*** Block opens ***

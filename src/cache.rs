// Shared TTL cache used for raw provider payloads and assembled search responses

use std::{
    collections::{BTreeMap, HashSet},
    time::{Duration, Instant},
};

use bytes::Bytes;
use dashmap::DashMap;
use parking_lot::RwLock;
use thiserror::Error;

/// Five minutes, for both the provider payload and the query response namespaces.
pub const DEFAULT_TTL: Duration = Duration::from_secs(300);

/// Longer TTLs are clamped; entries this old are as good as permanent.
pub const MAX_TTL: Duration = Duration::from_secs(100 * 365 * 24 * 60 * 60);

#[derive(Error, Debug, Clone, PartialEq, Eq)]
pub enum CacheError {
    #[error("cache capacity of {max_size_mb}MB exceeded while storing {key}")]
    CapacityExceeded { key: String, max_size_mb: usize },

    #[error("ttl {ttl:?} for {key} cannot be represented")]
    TtlOutOfRange { key: String, ttl: Duration },

    #[error("cache backend unavailable: {0}")]
    Unavailable(String),
}

#[derive(Debug, Default, Clone, PartialEq, Eq)]
pub struct CacheStats {
    pub size_bytes: usize,
    pub items_count: usize,
    pub hit_count: usize,
    pub miss_count: usize,
    pub expired_count: usize,
    pub rejected_count: usize,
}

#[derive(Debug, Clone)]
pub struct CacheConfig {
    pub max_size_mb: usize,
    pub default_ttl: Duration,
}

impl Default for CacheConfig {
    fn default() -> Self {
        Self {
            max_size_mb: 100,
            default_ttl: DEFAULT_TTL,
        }
    }
}

/// Key/value store with per-entry TTL. Callers only issue independent `get`/`set`
/// calls and treat every error as a miss or a skipped write.
pub trait Cache: Send + Sync + 'static {
    fn get(&self, key: &str) -> Result<Option<Bytes>, CacheError>;

    fn set(&self, key: &str, value: Bytes, ttl: Duration) -> Result<(), CacheError>;
}

pub fn calculate_item_size(key: &str, data: &[u8]) -> usize {
    key.len() + data.len() + std::mem::size_of::<Instant>()
}

struct CacheEntry {
    value: Bytes,
    expires_at: Instant,
}

/// In-process cache: a sharded map of entries plus an expiry index swept on reads.
pub struct TtlCache {
    store: DashMap<String, CacheEntry>,
    config: CacheConfig,
    stats: RwLock<CacheStats>,
    expiry_index: RwLock<BTreeMap<Instant, HashSet<String>>>,
}

impl TtlCache {
    pub fn new(config: CacheConfig) -> Self {
        Self {
            store: DashMap::new(),
            config,
            stats: RwLock::new(CacheStats::default()),
            expiry_index: RwLock::new(BTreeMap::new()),
        }
    }

    pub fn stats(&self) -> CacheStats {
        self.stats.read().clone()
    }

    pub fn default_ttl(&self) -> Duration {
        self.config.default_ttl
    }

    fn max_size_bytes(&self) -> usize {
        self.config.max_size_mb * 1024 * 1024
    }

    // Store mutations and their accounting happen together under the stats lock.
    // Lock order is always stats, then map shard.
    fn remove_entry(&self, key: &str, should_remove: impl FnOnce(&CacheEntry) -> bool) -> bool {
        let mut stats = self.stats.write();
        match self.store.remove_if(key, |_, entry| should_remove(entry)) {
            Some((k, entry)) => {
                stats.items_count = stats.items_count.saturating_sub(1);
                stats.size_bytes = stats
                    .size_bytes
                    .saturating_sub(calculate_item_size(&k, &entry.value));
                true
            }
            None => false,
        }
    }

    fn unindex(&self, key: &str, expires_at: Instant) {
        let mut index = self.expiry_index.write();
        if let Some(keys) = index.get_mut(&expires_at) {
            keys.remove(key);
            if keys.is_empty() {
                index.remove(&expires_at);
            }
        }
    }

    fn cleanup_expired(&self) {
        let now = Instant::now();
        loop {
            let due = {
                let mut index = self.expiry_index.write();
                match index.first_key_value() {
                    Some((expires_at, _)) if *expires_at <= now => index.pop_first(),
                    _ => None,
                }
            };

            let Some((expires_at, keys)) = due else {
                break;
            };

            for key in keys {
                // An entry rewritten since it was indexed carries a later expiry.
                if self.remove_entry(&key, |entry| entry.expires_at == expires_at) {
                    self.stats.write().expired_count += 1;
                }
            }
        }
    }

    /// Drops every entry whose key starts with `prefix`, returning how many were removed.
    pub fn invalidate_prefix(&self, prefix: &str) -> usize {
        let keys: Vec<(String, Instant)> = self
            .store
            .iter()
            .filter(|entry| entry.key().starts_with(prefix))
            .map(|entry| (entry.key().clone(), entry.expires_at))
            .collect();

        let mut removed = 0;
        for (key, expires_at) in keys {
            if self.remove_entry(&key, |_| true) {
                self.unindex(&key, expires_at);
                removed += 1;
            }
        }
        removed
    }
}

impl Default for TtlCache {
    fn default() -> Self {
        Self::new(CacheConfig::default())
    }
}

impl Cache for TtlCache {
    fn get(&self, key: &str) -> Result<Option<Bytes>, CacheError> {
        self.cleanup_expired();

        let hit = self
            .store
            .get(key)
            .filter(|entry| entry.expires_at > Instant::now())
            .map(|entry| entry.value.clone());

        let mut stats = self.stats.write();
        if hit.is_some() {
            stats.hit_count += 1;
        } else {
            stats.miss_count += 1;
        }

        Ok(hit)
    }

    fn set(&self, key: &str, value: Bytes, ttl: Duration) -> Result<(), CacheError> {
        let expires_at = Instant::now()
            .checked_add(ttl.min(MAX_TTL))
            .ok_or_else(|| CacheError::TtlOutOfRange {
                key: key.to_string(),
                ttl,
            })?;
        let item_size = calculate_item_size(key, &value);

        let previous = {
            let mut stats = self.stats.write();
            let replaced_size = self
                .store
                .get(key)
                .map_or(0, |entry| calculate_item_size(key, &entry.value));

            let projected = stats.size_bytes.saturating_sub(replaced_size) + item_size;
            if projected > self.max_size_bytes() {
                stats.rejected_count += 1;
                return Err(CacheError::CapacityExceeded {
                    key: key.to_string(),
                    max_size_mb: self.config.max_size_mb,
                });
            }

            let previous = self
                .store
                .insert(key.to_string(), CacheEntry { value, expires_at });
            match &previous {
                Some(previous) => {
                    stats.size_bytes = stats
                        .size_bytes
                        .saturating_sub(calculate_item_size(key, &previous.value));
                }
                None => stats.items_count += 1,
            }
            stats.size_bytes += item_size;
            previous
        };

        if let Some(previous) = previous {
            self.unindex(key, previous.expires_at);
        }
        self.expiry_index
            .write()
            .entry(expires_at)
            .or_default()
            .insert(key.to_string());

        Ok(())
    }
}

*** Block closes ***

Go through the listing above and pull out each line containing the word "data".

Answer for this exercise.
pub fn calculate_item_size(key: &str, data: &[u8]) -> usize {
    key.len() + data.len() + std::mem::size_of::<Instant>()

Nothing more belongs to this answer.